News Briefing – Week of 7 December

Twenty judges of the Ghanaian Lower Court were arrested after months of investigations following the release of a documentary film in September that showed judges and magistrates accepting bribes to influence their verdicts in court. However, the judges will not be tried for their crimes. Ghana’s Chief of Justice Georgina Wood declared that resolute measures are necessary to ensure the integrity of the judiciary and the judicial service.

Spanish authorities of the port of Valencia seized a 1.4 ton-shipment of pallets made from cocaine. The so-called wooden pallets were made of compressed cocaine disguised as wood. In the operation, two Colombian citizens were arrested on site and 12 others, allegedly responsible for the shipment form Colombia, were also detained during the investigation.

The Vatican announced that, in February 2016, Pope Francis will visit the Mexican states of Michoacan, Chihuahua and Chiapas, areas deeply affected by drug war. During his visit, the pope will likely address social issues as violence stemming from the drug war as well as migration.

United States authorities are allegedly planning to bring formal drug trafficking charges against half a dozen of officials of the highest sphere of the Venezuelan military. According to two US prosecutors, the official announcement will be made in two weeks.
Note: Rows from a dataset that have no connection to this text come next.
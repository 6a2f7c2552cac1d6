//! SMTP notifier using Lettre.

use super::receipt::{render_html, render_subject};
use crate::config::SmtpConfig;
use lettre::message::Mailbox;
use lettre::message::header::ContentType;
use lettre::transport::smtp::authentication::Credentials;
use lettre::{Message, SmtpTransport, Transport};
use ticketing_core::Confirmation;
use ticketing_core::providers::{Notifier, NotifyError, NotifyFuture};

/// Sends HTML purchase receipts through an SMTP relay.
///
/// Lettre's `SmtpTransport` is blocking, so each send runs on the blocking
/// pool. The dispatcher's timeout bounds the whole delivery.
#[derive(Clone)]
pub struct SmtpNotifier {
    transport: SmtpTransport,
    from: Mailbox,
}

impl SmtpNotifier {
    /// Build a notifier from SMTP settings.
    ///
    /// # Errors
    ///
    /// - [`NotifyError::InvalidAddress`] if the sender address does not parse
    /// - [`NotifyError::Delivery`] if the relay cannot be configured
    pub fn new(config: &SmtpConfig) -> Result<Self, NotifyError> {
        let from = format!("{} <{}>", config.from_name, config.from_email)
            .parse::<Mailbox>()
            .map_err(|e| NotifyError::InvalidAddress(format!("Invalid from address: {e}")))?;

        let mut builder = SmtpTransport::relay(&config.host)
            .map_err(|e| NotifyError::Delivery(format!("SMTP relay error: {e}")))?
            .port(config.port);
        if !config.username.is_empty() {
            builder = builder.credentials(Credentials::new(
                config.username.clone(),
                config.password.clone(),
            ));
        }

        Ok(Self {
            transport: builder.build(),
            from,
        })
    }

    fn build_message(&self, confirmation: &Confirmation) -> Result<Message, NotifyError> {
        let to = confirmation
            .buyer
            .email
            .as_str()
            .parse::<Mailbox>()
            .map_err(|e| NotifyError::InvalidAddress(format!("Invalid to address: {e}")))?;

        Message::builder()
            .from(self.from.clone())
            .to(to)
            .subject(render_subject(confirmation))
            .header(ContentType::TEXT_HTML)
            .body(render_html(confirmation))
            .map_err(|e| NotifyError::Delivery(format!("Failed to build email: {e}")))
    }
}

impl Notifier for SmtpNotifier {
    fn send_confirmation(&self, confirmation: Confirmation) -> NotifyFuture<'_> {
        Box::pin(async move {
            let email = self.build_message(&confirmation)?;
            let mailer = self.transport.clone();

            tokio::task::spawn_blocking(move || {
                mailer
                    .send(&email)
                    .map_err(|e| NotifyError::Delivery(format!("Failed to send email: {e}")))
            })
            .await
            .map_err(|e| NotifyError::Delivery(format!("Email task failed: {e}")))?
            .map(|_| ())
        })
    }
}
//! Buyer directory backed by the `buyers` table.

use crate::rows::{self, db_error};
use sqlx::PgPool;
use ticketing_core::providers::{BuyerDirectory, StoreFuture};
use ticketing_core::{Buyer, EmailAddress, StoreError};

/// `PostgreSQL` buyer directory.
///
/// Uniqueness of the normalized email is enforced by the table's `UNIQUE`
/// constraint; concurrent first purchases with one email all resolve to the
/// row that won the insert.
#[derive(Clone)]
pub struct PostgresBuyerDirectory {
    pool: PgPool,
}

impl PostgresBuyerDirectory {
    /// Create a directory over an existing pool.
    #[must_use]
    pub const fn new(pool: PgPool) -> Self {
        Self { pool }
    }

    async fn fetch_by_email(&self, email: &EmailAddress) -> Result<Option<Buyer>, StoreError> {
        let row = sqlx::query(
            r"
            SELECT id, email, name, phone, created_at
            FROM buyers
            WHERE email = $1
            ",
        )
        .bind(email.as_str())
        .fetch_optional(&self.pool)
        .await
        .map_err(db_error("Failed to load buyer"))?;

        row.as_ref().map(rows::buyer).transpose()
    }
}

impl BuyerDirectory for PostgresBuyerDirectory {
    fn find_by_email(&self, email: EmailAddress) -> StoreFuture<'_, Option<Buyer>> {
        Box::pin(async move { self.fetch_by_email(&email).await })
    }

    fn create_if_absent(&self, candidate: Buyer) -> StoreFuture<'_, Buyer> {
        Box::pin(async move {
            let inserted = sqlx::query(
                r"
                INSERT INTO buyers (id, email, name, phone, created_at)
                VALUES ($1, $2, $3, $4, $5)
                ON CONFLICT (email) DO NOTHING
                ",
            )
            .bind(*candidate.id.as_uuid())
            .bind(candidate.email.as_str())
            .bind(&candidate.name)
            .bind(&candidate.phone)
            .bind(candidate.created_at)
            .execute(&self.pool)
            .await
            .map_err(db_error("Failed to create buyer"))?
            .rows_affected();

            if inserted == 1 {
                tracing::info!(buyer_id = %candidate.id, "Buyer registered");
                return Ok(candidate);
            }

            // Lost the insert to an existing row with the same email.
            self.fetch_by_email(&candidate.email).await?.ok_or_else(|| {
                StoreError::Database(format!(
                    "Buyer {} vanished after email conflict",
                    candidate.email
                ))
            })
        })
    }
}
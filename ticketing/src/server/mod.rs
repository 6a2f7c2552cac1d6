//! HTTP server module for the ticketing service.
//!
//! This module provides the Axum-based HTTP server with:
//! - Application state management
//! - Health check endpoint
//! - Router configuration

pub mod health;
pub mod routes;
pub mod state;

pub use health::health_check;
pub use routes::{build_metrics_router, build_router};
pub use state::AppState;
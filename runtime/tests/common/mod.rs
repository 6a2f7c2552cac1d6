//! Shared wiring for coordinator integration tests.

#![allow(dead_code)]

use std::sync::Arc;
use std::time::Duration;
use ticketing_core::environment::{CodeGenerator, RandomCodeGenerator};
use ticketing_core::providers::CatalogStore;
use ticketing_runtime::{PurchaseCoordinator, PurchaseEnvironment, PurchaseSettings, RetryPolicy};
use ticketing_testing::{
    InMemoryBuyerDirectory, InMemoryCatalogStore, InMemoryTicketStore, MockNotifier,
    NotifierBehavior, test_clock,
};

/// A coordinator over in-memory stores, with handles to inspect them.
pub struct Harness {
    pub coordinator: PurchaseCoordinator,
    pub catalog: InMemoryCatalogStore,
    pub buyers: InMemoryBuyerDirectory,
    pub tickets: InMemoryTicketStore,
    pub notifier: MockNotifier,
}

pub struct HarnessBuilder {
    catalog_override: Option<Arc<dyn CatalogStore>>,
    codes: Arc<dyn CodeGenerator>,
    notifier: NotifierBehavior,
    settings: PurchaseSettings,
    catalog: InMemoryCatalogStore,
}

impl HarnessBuilder {
    pub fn new() -> Self {
        Self {
            catalog_override: None,
            codes: Arc::new(RandomCodeGenerator::default()),
            notifier: NotifierBehavior::Succeed,
            settings: PurchaseSettings {
                retry: fast_retry(3),
                ..PurchaseSettings::default()
            },
            catalog: InMemoryCatalogStore::new(),
        }
    }

    /// Route catalog calls through a wrapper around the in-memory catalog
    pub fn catalog(mut self, wrap: impl FnOnce(InMemoryCatalogStore) -> Arc<dyn CatalogStore>) -> Self {
        self.catalog_override = Some(wrap(self.catalog.clone()));
        self
    }

    pub fn codes(mut self, codes: Arc<dyn CodeGenerator>) -> Self {
        self.codes = codes;
        self
    }

    pub fn notifier(mut self, behavior: NotifierBehavior) -> Self {
        self.notifier = behavior;
        self
    }

    pub fn retry(mut self, policy: RetryPolicy) -> Self {
        self.settings.retry = policy;
        self
    }

    pub fn notification_timeout(mut self, timeout: Duration) -> Self {
        self.settings.notification_timeout = timeout;
        self
    }

    pub fn build(self) -> Harness {
        init_tracing();

        let buyers = InMemoryBuyerDirectory::new();
        let tickets = InMemoryTicketStore::new();
        let notifier = MockNotifier::new(self.notifier);
        let catalog: Arc<dyn CatalogStore> = self
            .catalog_override
            .unwrap_or_else(|| Arc::new(self.catalog.clone()));

        let coordinator = PurchaseCoordinator::new(
            PurchaseEnvironment {
                catalog,
                buyers: Arc::new(buyers.clone()),
                tickets: Arc::new(tickets.clone()),
                notifier: Arc::new(notifier.clone()),
                codes: self.codes,
                clock: Arc::new(test_clock()),
            },
            self.settings,
        );

        Harness {
            coordinator,
            catalog: self.catalog,
            buyers,
            tickets,
            notifier,
        }
    }
}

/// Route coordinator logs to the test output (shown for failing tests).
pub fn init_tracing() {
    tracing_subscriber::fmt()
        .with_max_level(tracing::Level::DEBUG)
        .with_test_writer()
        .try_init()
        .ok();
}

pub fn harness() -> Harness {
    HarnessBuilder::new().build()
}

pub fn fast_retry(max_retries: u32) -> RetryPolicy {
    RetryPolicy::builder()
        .max_retries(max_retries)
        .initial_delay(Duration::from_millis(1))
        .max_delay(Duration::from_millis(5))
        .build()
}
//! Error types for the league store

use thiserror::Error;

/// Result type alias for store operations
pub type Result<T> = std::result::Result<T, StoreError>;

/// Errors that can occur in the league store
#[derive(Error, Debug)]
pub enum StoreError {
    /// Database errors
    #[error("Database error: {0}")]
    Database(#[from] sqlx::Error),

    /// Schema migration errors
    #[error("Migration error: {0}")]
    Migration(#[from] sqlx::migrate::MigrateError),

    /// I/O errors (seed files)
    #[error("I/O error: {0}")]
    Io(#[from] std::io::Error),

    /// Serialization/deserialization errors
    #[error("Serialization error: {0}")]
    Serialization(#[from] serde_json::Error),

    /// A row from the external store failed boundary validation
    #[error("Invalid {entity} row: {message}")]
    InvalidRow { entity: &'static str, message: String },

    /// Configuration errors
    #[error("Configuration error: {0}")]
    Config(String),

    /// Generic error with context
    #[error("Store error: {0}")]
    Internal(String),
}

impl StoreError {
    /// Create a new invalid row error
    pub fn invalid_row(entity: &'static str, msg: impl Into<String>) -> Self {
        Self::InvalidRow { entity, message: msg.into() }
    }

    /// Create a new configuration error
    pub fn config(msg: impl Into<String>) -> Self {
        Self::Config(msg.into())
    }

    /// Create a new internal error
    pub fn internal(msg: impl Into<String>) -> Self {
        Self::Internal(msg.into())
    }
}
//! # League Core
//!
//! Roster management, free-agent add/drop, trade proposals and weekly scoring
//! for a small fantasy football league.
//!
//! Every mutation validates against fresh store state and commits through the
//! store's versioned roster writes, so a player is never on two rosters and a
//! trade either moves every player it names or none. [`LeagueService`] is the
//! facade front ends use; it adds sessions, per-team mutation exclusion and
//! user notifications on top of the components below.

pub mod cache;
pub mod calendar;
pub mod config;
pub mod error;
pub mod league;
pub mod matchup;
pub mod notify;
pub mod roster;
pub mod scoring;
pub mod session;
pub mod standings;
pub mod trade;
pub mod transactions;


pub use cache::LeagueCache;
pub use calendar::{Clock, FixedClock, SystemClock, WeekCalendar, WeekStatus, WeekWindow};
pub use config::{AuthConfig, LeagueConfig, NotificationConfig, RosterRules, ScoringConfig, SeasonConfig};
pub use error::{ErrorKind, LeagueError, Result};
pub use league::LeagueService;
pub use matchup::{ComparisonRow, MatchupBoard, MatchupCard, TeamLineup, TeamMatchupView};
pub use notify::{ChannelNotifier, Notification, NotificationSink, Severity, TracingNotifier};
pub use roster::{plan_transfer, RosterStore, TransferPlan};
pub use scoring::ScoringAccessor;
pub use session::{IdentityProvider, LocalIdentityProvider, Session, SessionStore, UserHandle};
pub use standings::{player_pool, standings, PlayerFilter, PoolEntry};
pub use trade::TradeLedger;
pub use transactions::AddDropTransactor;

/// Re-export the store's entity types
pub use league_store::{
    LeagueStore, Player, PlayerId, ProposalId, Roster, ScheduledMatchup, Team, TeamId,
    TradeProposal, TradeStatus,
};

/// Current version of the league core
pub const VERSION: &str = env!("CARGO_PKG_VERSION");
A British national accused of being the leader of a major drug trafficking ring has been extradited to France after being detained in Spain. The operation that lead to the arrest of the man was a result of a two-year joint investigation between the French Office Central pour la Répression du Traffic Illicite des Stupéfiants (OCRTIS), the Spanish Guardia Civil and the British National Crime Agency, with the support of Europol and Eurojust.

In early 2016, Nigeria will receive the visit of the Financial Action Task Force (FATF). In 2013, following Nigeria’s full implementation of the mutually agreed Action Plan and the exhibition of a clear political commitment to continue the development of its Anti-Money Laundering and Counter Financing of Terrorism (AML/CFT)regime, the FATF removed the country from the list of countries with significant deficiencies in this sector.

In 2015, Costa Rica has experienced the most violent year in its history with 528 reported homicides to date. Throughout 2015, the Judicial Investigation Department and the Security Ministry have warned of an increase in the kind of crimes to settle scores between groups of organized crime, particularly drug traffickers.

The son of the former governor of Jigawa State, in Nigeria, lost his appeal to the Federal High Court, which found him guilty of the charge of money laundering brought against him by the Economic and Financial Crimes Commission (EFCC).